企業の会計不祥事が相次いだことによる監査法人業界の激震はいまだ収まらず、2017年度にはとうとう業務収入でトーマツが新日本を抜きトップに立った。BIG4と呼ばれる「新日本有限責任監査法人」「有限責任監査法人トーマツ(以下トーマツ)」「有限責任あずさ監査法人(以下あずさ)」「PwCあらた有限責任監査法人(以下PwCあらた)」の業績から業界地図を見ていこう。

1.新日本が首位陥落へ

2017年度の業界地図に大きな変化が訪れました。みすずが解散した2007年以降業務収入首位を守ってきた新日本がその座を明け渡し、トーマツがトップに躍り出たのです。2015年に発生した東芝問題で業界のトップランナーだった新日本が大きく信頼を損ね、トーマツとの差がほとんどなくなっていく中、2017年度にとうとう逆転となりました。さらに、あずさも新日本に肉薄してきており、来年度は更なる逆転劇が繰り広げられる可能性があります。

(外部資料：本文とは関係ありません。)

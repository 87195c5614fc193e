//! Expense model
//!
//! An expense is a planned or actual payment inside a month plan. It may be
//! attached to a category and to the account it is paid from, and is either
//! paid or still outstanding.

use serde::{Deserialize, Serialize};
use std::fmt;

use super::account::Account;
use super::category::Category;
use super::ids::{AccountId, CategoryId, ExpenseId, MonthId};
use super::money::Money;

/// Payment status of an expense
#[derive(Debug, Clone, Copy, PartialEq, Eq, Hash, Serialize, Deserialize, Default)]
#[serde(rename_all = "UPPERCASE")]
pub enum ExpenseStatus {
    #[default]
    Unpaid,
    Paid,
}

impl ExpenseStatus {
    /// The opposite status
    pub fn toggled(self) -> Self {
        match self {
            Self::Paid => Self::Unpaid,
            Self::Unpaid => Self::Paid,
        }
    }

    pub fn is_paid(self) -> bool {
        matches!(self, Self::Paid)
    }
}

impl fmt::Display for ExpenseStatus {
    fn fmt(&self, f: &mut fmt::Formatter<'_>) -> fmt::Result {
        match self {
            Self::Paid => write!(f, "Paid"),
            Self::Unpaid => write!(f, "Unpaid"),
        }
    }
}

/// An expense within a month
#[derive(Debug, Clone, PartialEq, Serialize, Deserialize)]
#[serde(rename_all = "camelCase")]
pub struct Expense {
    pub id: ExpenseId,

    pub amount: Money,

    #[serde(default, skip_serializing_if = "Option::is_none")]
    pub note: Option<String>,

    #[serde(default)]
    pub status: ExpenseStatus,

    #[serde(default)]
    pub category_id: Option<CategoryId>,

    /// Resolved category, present when fetched as part of a month's detail
    #[serde(default, skip_serializing_if = "Option::is_none")]
    pub category: Option<Category>,

    #[serde(default)]
    pub account_id: Option<AccountId>,

    /// Resolved account, present when fetched as part of a month's detail
    #[serde(default, skip_serializing_if = "Option::is_none")]
    pub account: Option<Account>,
}

impl Expense {
    /// Whether the expense counts toward spending (INCOME categories don't)
    pub fn counts_as_spending(&self) -> bool {
        !self
            .category
            .as_ref()
            .map(Category::is_income)
            .unwrap_or(false)
    }

    /// Name of the paying account, empty when unassigned
    pub fn account_name(&self) -> &str {
        self.account.as_ref().map(|a| a.name.as_str()).unwrap_or("")
    }

    /// Strip the resolved relations, keeping only the ids
    pub fn detached(mut self) -> Self {
        self.category = None;
        self.account = None;
        self
    }
}

/// Payload for creating an expense
#[derive(Debug, Clone, PartialEq, Serialize)]
#[serde(rename_all = "camelCase")]
pub struct NewExpense {
    pub month_id: MonthId,
    #[serde(skip_serializing_if = "Option::is_none")]
    pub category_id: Option<CategoryId>,
    pub amount: Money,
    #[serde(skip_serializing_if = "Option::is_none")]
    pub note: Option<String>,
    pub status: ExpenseStatus,
    pub account_id: Option<AccountId>,
}

impl NewExpense {
    pub fn new(month_id: MonthId, amount: Money) -> Self {
        Self {
            month_id,
            category_id: None,
            amount,
            note: None,
            status: ExpenseStatus::Unpaid,
            account_id: None,
        }
    }

    /// Validate the payload before it is sent
    pub fn validate(&self) -> Result<(), ExpenseValidationError> {
        if !self.amount.is_positive() {
            return Err(ExpenseValidationError::NonPositiveAmount);
        }
        Ok(())
    }
}

/// Partial update for an expense; `None` fields are left untouched
#[derive(Debug, Clone, Default, PartialEq, Serialize)]
#[serde(rename_all = "camelCase")]
pub struct ExpenseUpdate {
    #[serde(skip_serializing_if = "Option::is_none")]
    pub amount: Option<Money>,
    #[serde(skip_serializing_if = "Option::is_none")]
    pub note: Option<String>,
    #[serde(skip_serializing_if = "Option::is_none")]
    pub status: Option<ExpenseStatus>,
    /// `Some(None)` clears the account
    #[serde(skip_serializing_if = "Option::is_none")]
    pub account_id: Option<Option<AccountId>>,
}

impl ExpenseUpdate {
    /// An update that only changes the status
    pub fn status(status: ExpenseStatus) -> Self {
        Self {
            status: Some(status),
            ..Self::default()
        }
    }

    pub fn is_empty(&self) -> bool {
        self.amount.is_none()
            && self.note.is_none()
            && self.status.is_none()
            && self.account_id.is_none()
    }

    pub fn validate(&self) -> Result<(), ExpenseValidationError> {
        match self.amount {
            Some(amount) if !amount.is_positive() => {
                Err(ExpenseValidationError::NonPositiveAmount)
            }
            _ => Ok(()),
        }
    }

    /// Apply the update to an expense record
    pub fn apply_to(&self, expense: &mut Expense) {
        if let Some(amount) = self.amount {
            expense.amount = amount;
        }
        if let Some(note) = &self.note {
            expense.note = if note.is_empty() {
                None
            } else {
                Some(note.clone())
            };
        }
        if let Some(status) = self.status {
            expense.status = status;
        }
        if let Some(account_id) = self.account_id {
            expense.account_id = account_id;
        }
    }
}

/// Validation errors for expenses
#[derive(Debug, Clone, PartialEq, Eq)]
pub enum ExpenseValidationError {
    NonPositiveAmount,
}

impl fmt::Display for ExpenseValidationError {
    fn fmt(&self, f: &mut fmt::Formatter<'_>) -> fmt::Result {
        match self {
            Self::NonPositiveAmount => write!(f, "Expense amount must be greater than zero"),
        }
    }
}

impl std::error::Error for ExpenseValidationError {}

監査証明業務では新日本首位、非監査業務に強いトーマツの傾向変わらず

監査証明業務収入は未だ新日本がトップを走っています。2番目につけているのはあずさです。
非監査証明業務収入はトーマツが他を圧倒しました。また、業務収入はトーマツの半分以下であるPwCあらたが非監査証明業務収入に限りトーマツの70%程度と、PwCあらたの強さが際立っています。新日本は非監査証明業務収入において最下位と、その地盤沈下が特に顕著です。

営業利益では首位に新日本が輝く

営業利益では新日本が断トツの首位となりました。パートナーへ退職勧奨を行うなど人件費の抑制が最終的な営業利益増につながったとみられます。当期純利益についてあずさが抜きんでているのは、その他営業外収益の計上額が大きかったため。貸倒引当金を当期戻入れたための一時的なものです。

2.法人別過去3期の業績推移

①トーマツ:とうとう業界トップへ

※決算月を変更したため、前期は2016年10月1日から2017年5月31日の8カ月

前期に決算月を変更したため単純比較はできませんが、順調に収入を伸ばし続けてきたといえるトーマツ。一方で、当期の営業利益と当期純利益は大きく落ち込んでいます。これは、公認会計士の新規雇用の拡大と研修費など人件費が増大したため(『日本経済新聞』2018/9/26電子版)、またAI導入への先行投資のため(『日本経済新聞』2018/8/20電子版)などと報道されています。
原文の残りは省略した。